Она надевает очки для чтения и кладет карту Сен-Тропе под настольную лампу. Она уже набросала очертания розовых лепестков и теперь медленно, тщательно прорезает их скальпелем. Мысли о Сен-Тропе, о шезлонгах и охлажденном шампанском у бассейна, официантках в белых фартуках и загорелых мужчинах в плавках волнуют ее. Она почти слышит гомон приглушенных бесед, чувствует руки какого-то неизвестного любовника, втирающего крем в ее плечи, и вскоре эти анонимные руки становятся руками мужчины из сарая, Элис вспоминает, как они с легкостью разрезали толстый кусок фермерского тоста, который она ему сделала. Хорошие руки. Хорошие запястья. Потом она вспоминает его фигуру, чистую и сухую, в толстовке Кая, – оказалось, что у него впечатляющая фигура. Не слишком высокий, выше ее всего на несколько сантиметров, но крепкий. Без слабых мест. И его ореховые глаза, мягкие от неловкости и смущения.

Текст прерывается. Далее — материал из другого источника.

//! Background job domain types

use chrono::{NaiveDateTime, TimeDelta};
use serde::{Deserialize, Serialize};

/// One background job run
#[derive(Debug, Clone, PartialEq, Serialize, Deserialize)]
pub struct JobRecord {
    pub id: String,
    pub job_type: String,
    pub status: JobStatus,
    #[serde(with = "crate::timestamp")]
    pub started_at: NaiveDateTime,
    #[serde(default, with = "crate::timestamp::option")]
    pub completed_at: Option<NaiveDateTime>,
    #[serde(default)]
    pub error_message: Option<String>,
    #[serde(default)]
    pub result_summary: Option<String>,
}

impl JobRecord {
    /// Only running jobs accept a stop request
    pub fn can_stop(&self) -> bool {
        self.status == JobStatus::Running
    }

    /// Wall time of a finished job
    pub fn duration(&self) -> Option<TimeDelta> {
        if !self.status.is_terminal() {
            return None;
        }
        self.completed_at
            .map(|completed| completed.signed_duration_since(self.started_at))
    }
}

/// Job execution status
#[derive(Debug, Clone, Copy, PartialEq, Eq, Serialize, Deserialize)]
#[serde(rename_all = "lowercase")]
pub enum JobStatus {
    Running,
    Completed,
    Failed,
}

impl JobStatus {
    pub fn is_terminal(&self) -> bool {
        !matches!(self, Self::Running)
    }

    pub fn as_str(&self) -> &'static str {
        match self {
            Self::Running => "running",
            Self::Completed => "completed",
            Self::Failed => "failed",
        }
    }
}

/// A single line written by a background job
#[derive(Debug, Clone, PartialEq, Serialize, Deserialize)]
pub struct JobLogLine {
    #[serde(with = "crate::timestamp")]
    pub timestamp: NaiveDateTime,
    pub log_level: JobLogLevel,
    pub message: String,
}

#[derive(Debug, Clone, Copy, PartialEq, Eq, Serialize, Deserialize)]
#[serde(rename_all = "lowercase")]
pub enum JobLogLevel {
    Info,
    Warning,
    Error,
    Success,
}

impl JobLogLevel {
    pub fn as_str(&self) -> &'static str {
        match self {
            Self::Info => "info",
            Self::Warning => "warning",
            Self::Error => "error",
            Self::Success => "success",
        }
    }
}
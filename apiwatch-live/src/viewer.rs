//! Job log viewer
//!
//! A transient pane showing one job's log history. Every fetch replaces the
//! whole pane. Fetches deliver into a channel whose receiving end is the
//! pane's rendering target; closing the viewer drops that end, so a response
//! that arrives afterwards has nowhere to go and is discarded.

use std::sync::Arc;
use std::time::Duration;

use tokio::sync::mpsc;
use tokio::task::JoinHandle;
use tracing::{debug, info, warn};

use crate::render::{JobLogPane, render_job_log};
use crate::repository::JobRepository;
use crate::scheduler::{Poller, PollerHandle};

const PANE_BUFFER: usize = 4;

pub struct JobLogViewer<R: ?Sized> {
    job_id: String,
    repository: Arc<R>,
    limit: usize,
    tx: Option<mpsc::Sender<JobLogPane>>,
    target: Option<mpsc::Receiver<JobLogPane>>,
    auto_refresh: Option<PollerHandle>,
}

impl<R: JobRepository + ?Sized + 'static> JobLogViewer<R> {
    /// Opens the viewer and starts the first fetch
    ///
    /// With `auto_refresh` set the pane is also refetched on that interval
    /// until the viewer closes.
    pub fn open(
        repository: Arc<R>,
        job_id: impl Into<String>,
        limit: usize,
        auto_refresh: Option<Duration>,
    ) -> Self {
        let job_id = job_id.into();
        let (tx, target) = mpsc::channel(PANE_BUFFER);
        info!("Opening log viewer for job {}", job_id);

        let auto_refresh = auto_refresh.map(|interval| {
            let repository = Arc::clone(&repository);
            let job_id = job_id.clone();
            Poller::new("job log", interval, move || {
                let repository = Arc::clone(&repository);
                let job_id = job_id.clone();
                async move { anyhow::Ok(fetch_pane(&*repository, &job_id, limit).await) }
            })
            .spawn(tx.clone())
        });

        let viewer = Self {
            job_id,
            repository,
            limit,
            tx: Some(tx),
            target: Some(target),
            auto_refresh,
        };
        if viewer.auto_refresh.is_none() {
            viewer.refresh();
        }
        viewer
    }

    pub fn job_id(&self) -> &str {
        &self.job_id
    }

    pub fn is_open(&self) -> bool {
        self.target.is_some()
    }

    /// Fetches the log page again
    ///
    /// Earlier fetches are not cancelled. The returned task resolves to
    /// whether its page reached the pane.
    pub fn refresh(&self) -> JoinHandle<bool> {
        let Some(tx) = self.tx.clone() else {
            return tokio::spawn(async { false });
        };
        let repository = Arc::clone(&self.repository);
        let job_id = self.job_id.clone();
        let limit = self.limit;

        tokio::spawn(async move {
            let pane = fetch_pane(&*repository, &job_id, limit).await;
            if tx.send(pane).await.is_err() {
                debug!("Viewer for job {} closed, discarding log page", job_id);
                return false;
            }
            true
        })
    }

    /// Waits for the next page to render
    ///
    /// Returns `None` once the viewer is closed.
    pub async fn next_pane(&mut self) -> Option<JobLogPane> {
        self.target.as_mut()?.recv().await
    }

    /// Tears the viewer down, stopping auto-refresh and dropping the pane
    pub fn close(&mut self) {
        if let Some(mut poller) = self.auto_refresh.take() {
            poller.stop();
        }
        self.tx = None;
        if self.target.take().is_some() {
            info!("Closed log viewer for job {}", self.job_id);
        }
    }
}

async fn fetch_pane<R: JobRepository + ?Sized>(
    repository: &R,
    job_id: &str,
    limit: usize,
) -> JobLogPane {
    match repository.job_logs(job_id, limit).await {
        Ok(lines) => {
            debug!("Fetched {} log lines for job {}", lines.len(), job_id);
            render_job_log(&lines)
        }
        Err(e) => {
            warn!("Failed to fetch logs for job {}: {}", job_id, e);
            JobLogPane::Error(e.user_message())
        }
    }
}
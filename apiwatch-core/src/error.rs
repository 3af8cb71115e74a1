//! Errors raised while turning wire records into domain types

use thiserror::Error;

/// A wire record that cannot be represented as a domain value
#[derive(Debug, Clone, PartialEq, Eq, Error)]
pub enum ModelError {
    /// A field required by the record's state is absent
    #[error("record {id}: missing field `{field}`")]
    MissingField {
        /// Identifier of the offending record
        id: String,
        /// Name of the missing wire field
        field: &'static str,
    },
}

impl ModelError {
    pub fn missing(id: impl Into<String>, field: &'static str) -> Self {
        Self::MissingField {
            id: id.into(),
            field,
        }
    }
}
//! Logs repository
//!
//! Access to stored request logs and the live log stream.

use apiwatch_client::{DashboardClient, EventStream, Result};
use apiwatch_core::domain::log::LogEntry;
use async_trait::async_trait;

/// Repository trait for request-log operations
#[async_trait]
pub trait LogRepository: Send + Sync {
    /// Fetches the most recent entries, newest first
    async fn list_logs(&self, limit: usize) -> Result<Vec<LogEntry>>;

    /// Deletes all stored entries
    async fn clear_logs(&self) -> Result<()>;

    /// Opens the push connection carrying snapshots and executing updates
    async fn open_stream(&self) -> Result<EventStream>;
}

#[async_trait]
impl LogRepository for DashboardClient {
    async fn list_logs(&self, limit: usize) -> Result<Vec<LogEntry>> {
        DashboardClient::list_logs(self, limit).await
    }

    async fn clear_logs(&self) -> Result<()> {
        DashboardClient::clear_logs(self).await
    }

    async fn open_stream(&self) -> Result<EventStream> {
        self.open_log_stream().await
    }
}
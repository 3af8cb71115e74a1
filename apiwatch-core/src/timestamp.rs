//! Timestamp (de)serialization
//!
//! The server writes both RFC 3339 instants and naive ISO-8601 local times.
//! Both are normalized to [`NaiveDateTime`]; offsets are folded into UTC.

use chrono::{DateTime, NaiveDateTime};
use serde::{Deserialize, Deserializer, Serializer};

const NAIVE_FORMAT: &str = "%Y-%m-%dT%H:%M:%S%.f";

/// Parse a timestamp in any format the server is known to produce
pub fn parse(input: &str) -> Option<NaiveDateTime> {
    let input = input.trim();
    if let Ok(instant) = DateTime::parse_from_rfc3339(input) {
        return Some(instant.naive_utc());
    }
    NaiveDateTime::parse_from_str(input, NAIVE_FORMAT)
        .or_else(|_| NaiveDateTime::parse_from_str(input, "%Y-%m-%d %H:%M:%S%.f"))
        .ok()
}

pub fn serialize<S>(value: &NaiveDateTime, serializer: S) -> Result<S::Ok, S::Error>
where
    S: Serializer,
{
    serializer.serialize_str(&value.format(NAIVE_FORMAT).to_string())
}

pub fn deserialize<'de, D>(deserializer: D) -> Result<NaiveDateTime, D::Error>
where
    D: Deserializer<'de>,
{
    let raw = String::deserialize(deserializer)?;
    parse(&raw).ok_or_else(|| serde::de::Error::custom(format!("invalid timestamp: {raw}")))
}

/// Same as the parent module, for optional fields
pub mod option {
    use super::*;

    pub fn serialize<S>(value: &Option<NaiveDateTime>, serializer: S) -> Result<S::Ok, S::Error>
    where
        S: Serializer,
    {
        match value {
            Some(value) => super::serialize(value, serializer),
            None => serializer.serialize_none(),
        }
    }

    pub fn deserialize<'de, D>(deserializer: D) -> Result<Option<NaiveDateTime>, D::Error>
    where
        D: Deserializer<'de>,
    {
        match Option::<String>::deserialize(deserializer)? {
            Some(raw) => parse(&raw)
                .map(Some)
                .ok_or_else(|| serde::de::Error::custom(format!("invalid timestamp: {raw}"))),
            None => Ok(None),
        }
    }
}
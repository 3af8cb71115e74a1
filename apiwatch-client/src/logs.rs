//! Request log API endpoints

use std::collections::VecDeque;
use std::pin::Pin;

use apiwatch_core::domain::log::LogEntry;
use apiwatch_core::dto::log::{LogEntryRecord, LogsResponse};
use bytes::Bytes;
use futures::{Stream, StreamExt};
use reqwest::header::ACCEPT;
use tracing::{debug, warn};

use crate::DashboardClient;
use crate::error::{ClientError, Result};
use crate::sse::SseDecoder;

/// Raw event payloads from the live log stream, in arrival order
///
/// The stream ends when the server closes the connection; a transport
/// failure yields one `Err` and then ends.
pub type EventStream = Pin<Box<dyn Stream<Item = Result<String>> + Send>>;

/// Convert wire records, dropping the ones that violate entry invariants
pub fn entries_from_records(records: Vec<LogEntryRecord>) -> Vec<LogEntry> {
    records
        .into_iter()
        .filter_map(|record| match LogEntry::try_from(record) {
            Ok(entry) => Some(entry),
            Err(e) => {
                warn!("Dropping malformed log entry: {}", e);
                None
            }
        })
        .collect()
}

impl DashboardClient {
    // =============================================================================
    // Request Logs
    // =============================================================================

    /// List the most recent log entries, newest first
    ///
    /// # Arguments
    /// * `limit` - Maximum number of entries the server should return
    pub async fn list_logs(&self, limit: usize) -> Result<Vec<LogEntry>> {
        let url = self.url("/api/logs");
        let response = self
            .client
            .get(&url)
            .query(&[("limit", limit)])
            .send()
            .await?;

        let body: LogsResponse = self.handle_response(response).await?;
        Ok(entries_from_records(body.logs))
    }

    /// Delete every stored log entry
    ///
    /// Clearing an already empty log succeeds.
    pub async fn clear_logs(&self) -> Result<()> {
        let url = self.url("/api/logs");
        let response = self.client.delete(&url).send().await?;

        self.handle_empty_response(response).await
    }

    /// Open the live log stream
    ///
    /// Returns once the server has accepted the connection. Each item of the
    /// returned stream is the `data` payload of one server-sent event.
    pub async fn open_log_stream(&self) -> Result<EventStream> {
        let url = self.url("/api/logs/stream");
        let response = self
            .client
            .get(&url)
            .header(ACCEPT, "text/event-stream")
            .send()
            .await?;
        let response = Self::check_status(response).await?;
        debug!("Log stream connected to {}", url);

        let state = StreamState {
            body: response.bytes_stream().boxed(),
            decoder: SseDecoder::new(),
            ready: VecDeque::new(),
            finished: false,
        };

        Ok(futures::stream::unfold(state, next_event).boxed())
    }
}

type ByteStream = Pin<Box<dyn Stream<Item = reqwest::Result<Bytes>> + Send>>;

struct StreamState {
    body: ByteStream,
    decoder: SseDecoder,
    ready: VecDeque<String>,
    finished: bool,
}

async fn next_event(mut state: StreamState) -> Option<(Result<String>, StreamState)> {
    loop {
        if let Some(event) = state.ready.pop_front() {
            return Some((Ok(event), state));
        }
        if state.finished {
            return None;
        }

        match state.body.next().await {
            Some(Ok(chunk)) => state.ready.extend(state.decoder.feed(&chunk)),
            Some(Err(e)) => {
                state.finished = true;
                return Some((Err(ClientError::StreamError(e.to_string())), state));
            }
            None => state.finished = true,
        }
    }
}
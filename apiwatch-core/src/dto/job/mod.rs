//! Background job DTOs

use serde::{Deserialize, Serialize};

use crate::domain::job::{JobLogLine, JobRecord};

/// Body of `GET /api/background-jobs/list`
#[derive(Debug, Clone, Serialize, Deserialize)]
pub struct JobsResponse {
    pub jobs: Vec<JobRecord>,
}

/// Body of `GET /api/background-jobs/{id}/logs`
#[derive(Debug, Clone, Serialize, Deserialize)]
pub struct JobLogsResponse {
    pub logs: Vec<JobLogLine>,
}

/// Generic `{ "message": ... }` acknowledgement
#[derive(Debug, Clone, Serialize, Deserialize)]
pub struct MessageResponse {
    #[serde(default)]
    pub message: Option<String>,
}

Да, он казался смущенным… Но кроме того момента, когда она предложила отправиться в полицейский участок. Тогда он резко изменился. Волна страха и злости, ушедшая прежде, чем она успела что-то проанализировать, оставив ее в сомнениях, что это было на самом деле.
Она гонит прочь мысли о нем. Мужчины больше не входят в ее планы. Теперь ее приоритет – дети. Дети и работа. Она вырезает из карты лепестки и выкладывает их рядом друг с другом. Названия улиц наводят на мысли о пальмах, кабриолетах, отелях с полосатыми тентами и парковщиками-портье. Но она не должна завидовать. Здесь у нее есть столько всего! Даже пальмы на другой стороне залива. Целых две.
Звон медного колокольчика над дверью заставляет ее оторваться от своих мыслей. Он сопровождается клацаньем собачьих когтей по деревянным ступеням и буйным лаем. Элис перевешивается через стол, смотрит вниз и видит знакомый, покрашенный хной затылок Дерри Дайнз.
– Уже иду! – кричит Элис. Ей приходится с силой оттолкнуть собак он передней двери, чтобы добраться до ручки, и сдерживать их, чтобы они не сбили Дерри с ног.
– Привет, подруга. Чем обязана?
Дерри всматривается за плечо Элис с не слишком дружелюбным видом.
– Я встретила Жасмин, – сообщает она. – Она сказала, что этот человек с пляжа у вас дома.
Элис вздыхает и заправляет за ухо прядь волос. Она сердится на себя, что не предупредила детей держать пребывание в их доме Фрэнка в секрете. Она не против, что Дерри в курсе, но если узнает кто-нибудь другой…
– Не дома, – отрезает Элис. – Он в сарае.
Она распахивает дверь и придерживает собак, чтобы Дерри смогла войти.
– С ума сошла, – ворчит Дерри, проходя через гостиную и осматриваясь. – Жасмин сказала, он потерял память.
Убедившись, что там никого нет, она с довольным видом направляется в кухню.
Элис со вздохом плетется вслед за ней.
– Все не так плохо, как кажется.
– Я же говорила тебе, не лезть в это дело, – напоминает Дерри. – И ты пообещала, что не будешь, – она выглядывает в окно, выходящее на задний дворик и на сарай. – Господи, Эл, а если узнают в школе? Если… – она осекается и вздыхает. – Хватит. Вспомни прошлый год, Эл. Сколько можно приводить домой странных типов?
Элис прекрасно знает, о чем говорит Дерри, но совершенно не хочет этого слышать.
– Я же сказала. Он не дома. Он в сарае. И прошлой ночью мы заперли заднюю дверь на два замка.
– Дело не в этом. Вся история звучит сомнительно. Потеря памяти. Напоминает какую-то аферу.
Элис раздраженно цокает языком.
– Я тебя умоляю. Никакая это не афера. Вечно тебе мерещатся заговоры.
– Он сейчас там? – спрашивает Дерри, доставая из шкафа две кружки и включая чайник.
– Думаю, да. Не слышала, чтобы он уходил.
– Пригласи его сюда, – требует Дерри, опуская пакетик зеленого чая в свою кружку и «Эрл грей» – в кружку Элис.
Элис не двигается.
– Давай. Скажи, что мы поставили чайник.
– Ты ведь знаешь, что мне надо работать?
– Успеешь. Поработаешь потом. Это ненадолго.
Элис не спорит. Основа их дружбы с Дерри состоит в том, что Дерри всегда права.
Прежде чем открыть заднюю дверь, она проверяет, в порядке ли прическа. Прикладывает руку ко рту, выдыхает и морщится. Пахнет чаем. Шторы в сарае открыты, и она тихонько стучится в дверь.